Harvard Professor Jacob Olupona was one of several panelists who met at Harvard Divinity School in preparation for the visit of Alhaji Muhammad Sa’ad Abubakar III, the Sultan of Sokoto in Nigeria. “He is at the forefront of a movement,” said Olupona. “He is out to encourage interreligious dialogue.”

Photos by Jon Chase/Harvard Staff Photographer

Nation & World

Exploring Islam in Nigeria

3 min read

Panel discussion precedes visit by Sultan of Sokoto

A panel of experts convened at the Harvard Divinity School’s (HDS) Center for the Study of World Religions on Monday for a discussion on Islam in central Africa, in preparation for the visit of Alhaji Muhammad Sa’ad Abubakar III, the Sultan of Sokoto in Nigeria.

The scholars explored the history of the sultan’s position and influence in Nigeria as the religious leader of its Muslim population, as well as the cultural, traditional, and religious significance of Islam in Nigeria.

Abubakar will visit Harvard for a series of lectures and discussions next month, including the Samuel L. and Elizabeth Jodidi Lecture, one of the Divinity School’s most distinguished events, established “for the promotion of tolerance, understanding, and good will among nations, and the peace of the world.”

The talk, titled “Islam and Peace-Building in West Africa,” is being jointly sponsored by the Weatherhead Center for International Affairs and HDS, and will take place at the Sackler Lecture Hall, from 4:30 to 6 p.m., on Oct. 3.

A highly educated diplomat and soldier, the sultan is the 20th ruler on the 200-year-old throne. The panelists agreed the religious leader is uniquely positioned to help ease religious tensions in Nigeria between increasingly fractious Muslim and Christian factions.

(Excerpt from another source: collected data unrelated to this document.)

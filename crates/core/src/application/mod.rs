// Application Layer - Orchestration primitives

pub mod concurrency;
pub mod constants;
pub mod monitor;
pub mod pipeline;
pub mod progress;
pub mod retry;
pub mod shutdown;

// Re-exports
pub use concurrency::{BoundedConcurrencyExecutor, InFlightGauge};
pub use monitor::{ResourceMonitor, TickReport};
pub use pipeline::{Pipeline, PipelineStep, ResultStore, StepContext, WorkflowExecutor, WorkflowStep};
pub use progress::TracingProgressReporter;
pub use retry::{LastAttempt, OutcomeCode, RetryError, RetryExecutor};
pub use shutdown::{GracefulShutdown, ServiceHandle, ShutdownManager, WaitReport};
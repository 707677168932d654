// Shutdown registry spanning independently running services

use super::service::ServiceHandle;
use crate::error::{AppError, Result};
use futures::future::join_all;
use std::collections::HashMap;
use std::sync::Arc;
use std::time::Duration;
use tokio::sync::RwLock;
use tokio_util::sync::CancellationToken;
use tracing::{info, warn};

/// Outcome of `ShutdownManager::wait_for_all`
#[derive(Debug, Default, Clone, PartialEq, Eq)]
pub struct WaitReport {
    /// Services whose shutdown signal fired
    pub signaled: Vec<String>,
    /// Services still running when the per-service timeout elapsed
    pub timed_out: Vec<String>,
}

impl WaitReport {
    pub fn all_signaled(&self) -> bool {
        self.timed_out.is_empty()
    }
}

/// Registry that broadcasts and awaits shutdown across services
///
/// One instance is built at process start and injected wherever services
/// are registered.
#[derive(Debug, Default)]
pub struct ShutdownManager {
    services: RwLock<HashMap<String, Arc<ServiceHandle>>>,
}

impl ShutdownManager {
    pub fn new() -> Self {
        Self::default()
    }

    /// Register a handle under `name`, replacing any previous one
    pub async fn register(&self, name: impl Into<String>, handle: Arc<ServiceHandle>) {
        let name = name.into();
        let previous = self.services.write().await.insert(name.clone(), handle);
        if previous.is_some() {
            warn!(service = %name, "Replaced previously registered service");
        } else {
            info!(service = %name, "Service registered");
        }
    }

    pub async fn get(&self, name: &str) -> Option<Arc<ServiceHandle>> {
        self.services.read().await.get(name).cloned()
    }

    pub async fn service_names(&self) -> Vec<String> {
        let mut names: Vec<String> = self.services.read().await.keys().cloned().collect();
        names.sort();
        names
    }

    pub async fn len(&self) -> usize {
        self.services.read().await.len()
    }

    pub async fn is_empty(&self) -> bool {
        self.services.read().await.is_empty()
    }

    async fn snapshot(&self) -> Vec<(String, Arc<ServiceHandle>)> {
        self.services
            .read()
            .await
            .iter()
            .map(|(name, handle)| (name.clone(), handle.clone()))
            .collect()
    }

    /// Stop every registered service, each independently
    ///
    /// # Errors
    /// `Shutdown` naming every service whose stop routine failed; the others
    /// are still stopped.
    pub async fn shutdown_all(&self) -> Result<()> {
        let services = self.snapshot().await;
        info!(count = services.len(), "Shutting down all services");

        let results = join_all(services.iter().map(|(name, handle)| async move {
            (name.as_str(), handle.stop().await)
        }))
        .await;

        let failures: Vec<String> = results
            .into_iter()
            .filter_map(|(name, res)| res.err().map(|e| format!("{}: {}", name, e)))
            .collect();

        if failures.is_empty() {
            Ok(())
        } else {
            Err(AppError::Shutdown(failures.join("; ")))
        }
    }

    /// Wait for every service's shutdown signal concurrently
    ///
    /// Each service gets `timeout`; total wall time is bounded by the
    /// slowest service, not the sum.
    ///
    /// # Errors
    /// `Cancelled` if `ctx` fires first
    pub async fn wait_for_all(
        &self,
        ctx: &CancellationToken,
        timeout: Duration,
    ) -> Result<WaitReport> {
        let services = self.snapshot().await;

        let results = join_all(services.iter().map(|(name, handle)| async move {
            (name.clone(), handle.wait_with_timeout(ctx, timeout).await)
        }))
        .await;

        let mut report = WaitReport::default();
        for (name, res) in results {
            match res {
                Ok(()) => report.signaled.push(name),
                Err(AppError::Timeout(_)) => {
                    warn!(service = %name, timeout_ms = timeout.as_millis() as u64, "Service did not stop in time");
                    report.timed_out.push(name);
                }
                Err(AppError::Cancelled) => return Err(AppError::Cancelled),
                Err(e) => return Err(e),
            }
        }
        report.signaled.sort();
        report.timed_out.sort();

        info!(
            signaled = report.signaled.len(),
            timed_out = report.timed_out.len(),
            "Finished waiting for services"
        );
        Ok(report)
    }

    /// Health of every registered service, sorted by name
    pub async fn health_all(&self) -> Vec<(String, Result<()>)> {
        let services = self.snapshot().await;
        let mut results = join_all(
            services
                .into_iter()
                .map(|(name, handle)| async move { (name, handle.health().await) }),
        )
        .await;
        results.sort_by(|a, b| a.0.cmp(&b.0));
        results
    }
}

“He is at the forefront of a movement,” said Jacob Olupona, a professor of African religious traditions at HDS who moderated the event. “He is out to encourage interreligious dialogue. He is on a mission. He is actively struggling to spread a method for quelling violence, healing intractable divisions, and cultivating a national identity to embrace Nigeria’s religious and ethnic diversity.”

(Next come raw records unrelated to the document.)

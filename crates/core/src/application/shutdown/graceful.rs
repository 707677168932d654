// Graceful shutdown signal

use crate::error::{AppError, Result};
use std::sync::Arc;
use std::time::Duration;
use tokio::sync::watch;
use tokio_util::sync::CancellationToken;

/// Shutdown signal (armed -> signaled), re-armed only through `rearm`
///
/// Cloning shares the same signal.
#[derive(Debug, Clone)]
pub struct GracefulShutdown {
    tx: Arc<watch::Sender<bool>>,
}

impl Default for GracefulShutdown {
    fn default() -> Self {
        Self::new()
    }
}

impl GracefulShutdown {
    pub fn new() -> Self {
        let (tx, _rx) = watch::channel(false);
        Self { tx: Arc::new(tx) }
    }

    /// Signal shutdown. Returns true only for the call that flipped the signal.
    pub fn stop(&self) -> bool {
        self.tx.send_if_modified(|signaled| {
            if *signaled {
                false
            } else {
                *signaled = true;
                true
            }
        })
    }

    /// Return a signaled instance to armed so it can be stopped again.
    /// Returns true only if the signal was set.
    pub fn rearm(&self) -> bool {
        self.tx.send_if_modified(|signaled| std::mem::replace(signaled, false))
    }

    /// Non-blocking poll
    pub fn is_requested(&self) -> bool {
        *self.tx.borrow()
    }

    /// Resolve once shutdown is signaled (`Ok`) or `ctx` is cancelled
    pub async fn wait(&self, ctx: &CancellationToken) -> Result<()> {
        let mut rx = self.tx.subscribe();
        tokio::select! {
            // The sender lives as long as self, so wait_for only fails on a dropped channel
            res = rx.wait_for(|signaled| *signaled) => res
                .map(|_| ())
                .map_err(|_| AppError::Internal("shutdown channel closed".to_string())),
            _ = ctx.cancelled() => Err(AppError::Cancelled),
        }
    }

    /// Like `wait`, bounded by `timeout`; elapsing yields `Timeout`, distinct from `Cancelled`
    pub async fn wait_with_timeout(
        &self,
        ctx: &CancellationToken,
        timeout: Duration,
    ) -> Result<()> {
        match tokio::time::timeout(timeout, self.wait(ctx)).await {
            Ok(res) => res,
            Err(_) => Err(AppError::Timeout(timeout)),
        }
    }
}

Exploring the history of Islam in Nigeria, Benjamin Soares, a senior researcher at the University of Leiden’s African Studies Centre in the Netherlands, said recent decades have seen tension increase not only between Muslim and Christian populations, but also among Muslim groups in Nigeria that have been influenced by outside forces.

“Saudi and Iranian rivalry played itself out in Nigeria, as both countries sought to influence and mobilize the country’s often-restless Muslim youths,” said Soares.

Hauwa Ibrahim, visiting lecturer on women’s studies and Islamic law at Harvard Divinity School, says respect for human dignity, fairness, justice, and freedom are the sultan’s core values.

Respect for human dignity, fairness, justice, and freedom are the sultan’s core values, said Hauwa Ibrahim, visiting lecturer on women’s studies and Islamic law at HDS. The first female lawyer among a population of 250,000 in northern Nigeria’s predominantly Muslim Gombe region, Ibrahim noted the sultan’s efforts to promote polio vaccines and raise awareness of women’s rights in the nation.

“He is powerful as an agent of change. He has a voice. He has a big voice.”

But change will likely arrive in discreet ways, most likely through important dialogue behind the scenes, said M. Sani Umar, an associate professor of religion at Northwestern University. Over the years, he said, the authority associated with the sultan’s position has dramatically shifted, changing from “power without influence, to one of influence without power.”

Today, said Umar, the sultan “has no formal authority to impose his will … but his influence is tremendous.”